Segment Open

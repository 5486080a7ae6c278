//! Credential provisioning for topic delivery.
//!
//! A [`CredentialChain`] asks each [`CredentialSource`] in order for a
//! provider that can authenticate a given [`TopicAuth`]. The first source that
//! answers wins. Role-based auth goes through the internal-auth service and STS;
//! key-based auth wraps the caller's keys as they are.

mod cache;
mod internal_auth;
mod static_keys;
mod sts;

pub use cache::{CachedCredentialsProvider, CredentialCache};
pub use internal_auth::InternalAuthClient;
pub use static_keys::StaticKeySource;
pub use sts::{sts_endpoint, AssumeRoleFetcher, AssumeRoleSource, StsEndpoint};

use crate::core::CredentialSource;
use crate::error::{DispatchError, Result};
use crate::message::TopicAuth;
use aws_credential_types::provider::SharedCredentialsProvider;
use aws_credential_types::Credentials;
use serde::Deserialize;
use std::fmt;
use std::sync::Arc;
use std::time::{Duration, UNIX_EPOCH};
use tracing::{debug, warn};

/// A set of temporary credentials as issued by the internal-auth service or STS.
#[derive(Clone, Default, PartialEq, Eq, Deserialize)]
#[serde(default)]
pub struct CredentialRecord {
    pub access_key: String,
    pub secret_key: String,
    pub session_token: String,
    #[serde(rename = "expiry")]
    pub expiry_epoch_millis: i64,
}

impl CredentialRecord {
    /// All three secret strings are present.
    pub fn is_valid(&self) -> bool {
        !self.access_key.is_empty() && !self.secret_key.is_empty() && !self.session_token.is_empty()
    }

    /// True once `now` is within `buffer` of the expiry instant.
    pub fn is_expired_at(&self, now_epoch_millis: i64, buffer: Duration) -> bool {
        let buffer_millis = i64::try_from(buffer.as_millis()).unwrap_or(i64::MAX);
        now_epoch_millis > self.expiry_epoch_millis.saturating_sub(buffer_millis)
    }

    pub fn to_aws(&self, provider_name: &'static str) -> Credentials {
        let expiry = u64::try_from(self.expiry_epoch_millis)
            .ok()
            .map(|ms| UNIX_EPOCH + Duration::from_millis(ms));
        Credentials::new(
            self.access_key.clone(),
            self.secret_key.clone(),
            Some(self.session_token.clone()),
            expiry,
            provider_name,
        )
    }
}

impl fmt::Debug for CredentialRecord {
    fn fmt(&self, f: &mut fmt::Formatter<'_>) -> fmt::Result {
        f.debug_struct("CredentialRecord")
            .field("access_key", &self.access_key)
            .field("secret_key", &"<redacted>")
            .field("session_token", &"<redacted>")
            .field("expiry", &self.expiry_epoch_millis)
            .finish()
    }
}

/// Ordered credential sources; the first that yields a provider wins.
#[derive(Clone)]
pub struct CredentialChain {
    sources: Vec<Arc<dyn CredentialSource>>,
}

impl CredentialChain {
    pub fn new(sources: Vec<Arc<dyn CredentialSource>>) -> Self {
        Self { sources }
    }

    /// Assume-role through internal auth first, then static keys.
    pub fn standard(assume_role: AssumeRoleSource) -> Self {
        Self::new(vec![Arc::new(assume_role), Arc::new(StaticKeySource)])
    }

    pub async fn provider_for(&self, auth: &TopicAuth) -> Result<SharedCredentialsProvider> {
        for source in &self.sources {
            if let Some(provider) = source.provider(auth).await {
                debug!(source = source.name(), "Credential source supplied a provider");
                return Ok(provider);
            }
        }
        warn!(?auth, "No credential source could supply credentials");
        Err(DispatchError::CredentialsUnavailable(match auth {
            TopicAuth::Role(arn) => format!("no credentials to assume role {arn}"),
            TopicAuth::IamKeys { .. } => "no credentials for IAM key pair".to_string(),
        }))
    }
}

Segment Closed
Segment Open

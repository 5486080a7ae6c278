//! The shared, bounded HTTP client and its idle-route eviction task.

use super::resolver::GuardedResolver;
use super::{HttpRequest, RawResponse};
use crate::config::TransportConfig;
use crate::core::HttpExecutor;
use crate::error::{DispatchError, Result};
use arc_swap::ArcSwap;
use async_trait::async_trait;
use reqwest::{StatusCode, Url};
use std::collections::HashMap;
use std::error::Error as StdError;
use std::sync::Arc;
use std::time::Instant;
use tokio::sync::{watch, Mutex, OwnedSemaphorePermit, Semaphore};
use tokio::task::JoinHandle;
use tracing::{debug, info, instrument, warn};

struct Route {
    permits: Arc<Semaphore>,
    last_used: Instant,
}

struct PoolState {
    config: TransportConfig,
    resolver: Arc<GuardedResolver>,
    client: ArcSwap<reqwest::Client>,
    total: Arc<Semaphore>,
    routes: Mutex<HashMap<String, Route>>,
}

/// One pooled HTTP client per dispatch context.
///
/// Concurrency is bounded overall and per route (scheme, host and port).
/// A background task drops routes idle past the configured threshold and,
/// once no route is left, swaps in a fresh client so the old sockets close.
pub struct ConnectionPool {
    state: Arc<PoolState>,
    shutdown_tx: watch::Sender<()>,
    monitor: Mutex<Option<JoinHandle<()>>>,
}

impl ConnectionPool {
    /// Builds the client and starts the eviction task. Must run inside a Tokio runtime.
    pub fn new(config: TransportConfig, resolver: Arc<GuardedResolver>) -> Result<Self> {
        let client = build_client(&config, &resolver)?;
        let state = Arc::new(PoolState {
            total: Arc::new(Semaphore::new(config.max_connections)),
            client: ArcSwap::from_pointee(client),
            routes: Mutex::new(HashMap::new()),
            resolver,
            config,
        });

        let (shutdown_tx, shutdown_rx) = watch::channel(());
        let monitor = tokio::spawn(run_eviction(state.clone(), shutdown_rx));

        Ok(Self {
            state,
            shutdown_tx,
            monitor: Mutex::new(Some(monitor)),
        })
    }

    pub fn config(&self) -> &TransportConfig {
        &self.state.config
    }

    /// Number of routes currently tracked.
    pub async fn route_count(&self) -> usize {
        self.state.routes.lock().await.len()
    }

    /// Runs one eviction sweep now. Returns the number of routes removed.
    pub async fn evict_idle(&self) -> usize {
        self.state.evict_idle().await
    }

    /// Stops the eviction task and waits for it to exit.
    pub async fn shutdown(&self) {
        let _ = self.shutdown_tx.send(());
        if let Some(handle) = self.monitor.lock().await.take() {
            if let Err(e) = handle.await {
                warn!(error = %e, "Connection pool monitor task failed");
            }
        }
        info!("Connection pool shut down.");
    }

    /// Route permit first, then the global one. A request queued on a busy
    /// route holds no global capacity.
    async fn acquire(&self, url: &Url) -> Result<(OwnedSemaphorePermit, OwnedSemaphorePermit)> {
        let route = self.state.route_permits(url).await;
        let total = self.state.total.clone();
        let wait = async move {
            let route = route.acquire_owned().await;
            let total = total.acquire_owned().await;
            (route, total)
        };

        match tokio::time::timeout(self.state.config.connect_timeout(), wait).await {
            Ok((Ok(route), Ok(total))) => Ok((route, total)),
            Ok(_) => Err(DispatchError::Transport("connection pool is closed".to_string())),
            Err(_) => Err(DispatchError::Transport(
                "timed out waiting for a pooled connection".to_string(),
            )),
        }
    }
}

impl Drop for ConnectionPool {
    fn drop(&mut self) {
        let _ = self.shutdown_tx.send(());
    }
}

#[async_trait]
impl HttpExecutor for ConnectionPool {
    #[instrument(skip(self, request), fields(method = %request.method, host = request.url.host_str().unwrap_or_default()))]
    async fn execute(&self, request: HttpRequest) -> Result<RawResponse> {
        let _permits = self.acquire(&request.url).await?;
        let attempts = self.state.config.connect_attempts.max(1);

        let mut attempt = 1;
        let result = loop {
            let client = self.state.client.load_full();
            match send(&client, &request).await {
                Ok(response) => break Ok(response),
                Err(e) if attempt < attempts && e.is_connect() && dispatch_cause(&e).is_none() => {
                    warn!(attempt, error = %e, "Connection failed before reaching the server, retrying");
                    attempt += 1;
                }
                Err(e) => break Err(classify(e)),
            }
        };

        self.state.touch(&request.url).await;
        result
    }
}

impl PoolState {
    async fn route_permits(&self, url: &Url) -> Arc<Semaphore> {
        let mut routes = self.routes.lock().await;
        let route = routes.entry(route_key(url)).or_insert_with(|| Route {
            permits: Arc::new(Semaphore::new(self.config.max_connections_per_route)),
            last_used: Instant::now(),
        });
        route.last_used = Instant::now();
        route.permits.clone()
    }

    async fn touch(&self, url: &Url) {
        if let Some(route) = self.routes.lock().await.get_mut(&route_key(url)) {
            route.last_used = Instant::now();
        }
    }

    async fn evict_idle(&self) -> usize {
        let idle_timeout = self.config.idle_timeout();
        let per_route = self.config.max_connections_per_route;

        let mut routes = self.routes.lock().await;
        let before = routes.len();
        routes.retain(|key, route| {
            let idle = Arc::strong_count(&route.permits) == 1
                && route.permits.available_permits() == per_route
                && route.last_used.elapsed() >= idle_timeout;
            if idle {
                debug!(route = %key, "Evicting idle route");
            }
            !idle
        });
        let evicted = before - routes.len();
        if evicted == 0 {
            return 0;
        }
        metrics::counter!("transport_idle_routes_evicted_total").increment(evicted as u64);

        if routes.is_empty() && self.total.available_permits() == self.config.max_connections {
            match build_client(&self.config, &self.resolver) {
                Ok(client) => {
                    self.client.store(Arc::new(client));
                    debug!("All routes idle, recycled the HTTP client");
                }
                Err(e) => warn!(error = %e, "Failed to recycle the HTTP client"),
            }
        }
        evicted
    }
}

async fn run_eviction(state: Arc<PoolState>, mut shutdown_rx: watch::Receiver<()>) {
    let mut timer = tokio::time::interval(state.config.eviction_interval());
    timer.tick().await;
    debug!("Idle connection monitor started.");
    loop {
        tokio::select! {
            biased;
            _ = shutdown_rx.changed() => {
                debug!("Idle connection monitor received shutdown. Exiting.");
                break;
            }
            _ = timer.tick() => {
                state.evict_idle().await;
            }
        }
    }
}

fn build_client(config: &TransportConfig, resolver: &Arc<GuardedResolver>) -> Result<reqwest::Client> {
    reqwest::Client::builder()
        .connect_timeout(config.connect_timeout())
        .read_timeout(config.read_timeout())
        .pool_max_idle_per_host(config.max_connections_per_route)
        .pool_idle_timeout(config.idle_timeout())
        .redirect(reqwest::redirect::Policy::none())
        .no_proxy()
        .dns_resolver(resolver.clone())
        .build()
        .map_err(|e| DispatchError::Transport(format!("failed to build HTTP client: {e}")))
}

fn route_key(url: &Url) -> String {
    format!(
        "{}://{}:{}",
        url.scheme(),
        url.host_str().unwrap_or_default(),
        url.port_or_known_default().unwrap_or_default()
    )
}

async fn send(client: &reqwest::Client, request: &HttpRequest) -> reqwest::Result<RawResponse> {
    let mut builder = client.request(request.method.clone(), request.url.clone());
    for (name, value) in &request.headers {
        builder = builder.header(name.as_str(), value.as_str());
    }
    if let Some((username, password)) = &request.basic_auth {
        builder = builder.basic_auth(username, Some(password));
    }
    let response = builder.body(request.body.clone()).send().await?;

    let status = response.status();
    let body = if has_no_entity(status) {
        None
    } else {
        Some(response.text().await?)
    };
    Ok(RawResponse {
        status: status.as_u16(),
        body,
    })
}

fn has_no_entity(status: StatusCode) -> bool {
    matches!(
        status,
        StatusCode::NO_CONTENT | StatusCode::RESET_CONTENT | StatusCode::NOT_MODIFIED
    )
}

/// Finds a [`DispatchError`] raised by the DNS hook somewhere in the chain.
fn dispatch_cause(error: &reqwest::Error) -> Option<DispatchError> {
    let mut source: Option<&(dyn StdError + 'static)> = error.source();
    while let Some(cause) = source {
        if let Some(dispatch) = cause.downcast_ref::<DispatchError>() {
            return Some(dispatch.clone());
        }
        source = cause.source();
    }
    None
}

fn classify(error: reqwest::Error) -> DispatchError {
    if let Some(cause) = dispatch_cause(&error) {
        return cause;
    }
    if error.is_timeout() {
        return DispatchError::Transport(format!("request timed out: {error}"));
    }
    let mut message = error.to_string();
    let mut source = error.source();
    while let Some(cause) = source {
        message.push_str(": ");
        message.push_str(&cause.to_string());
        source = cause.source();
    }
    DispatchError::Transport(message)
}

Segment Closed

◆ AIM OF THE EXERCISE ◆
Search the entries above for "serde". Show every line that has it.

◆ RESPONSE AREA ◆
use serde::Deserialize;
#[serde(default)]
    #[serde(rename = "expiry")]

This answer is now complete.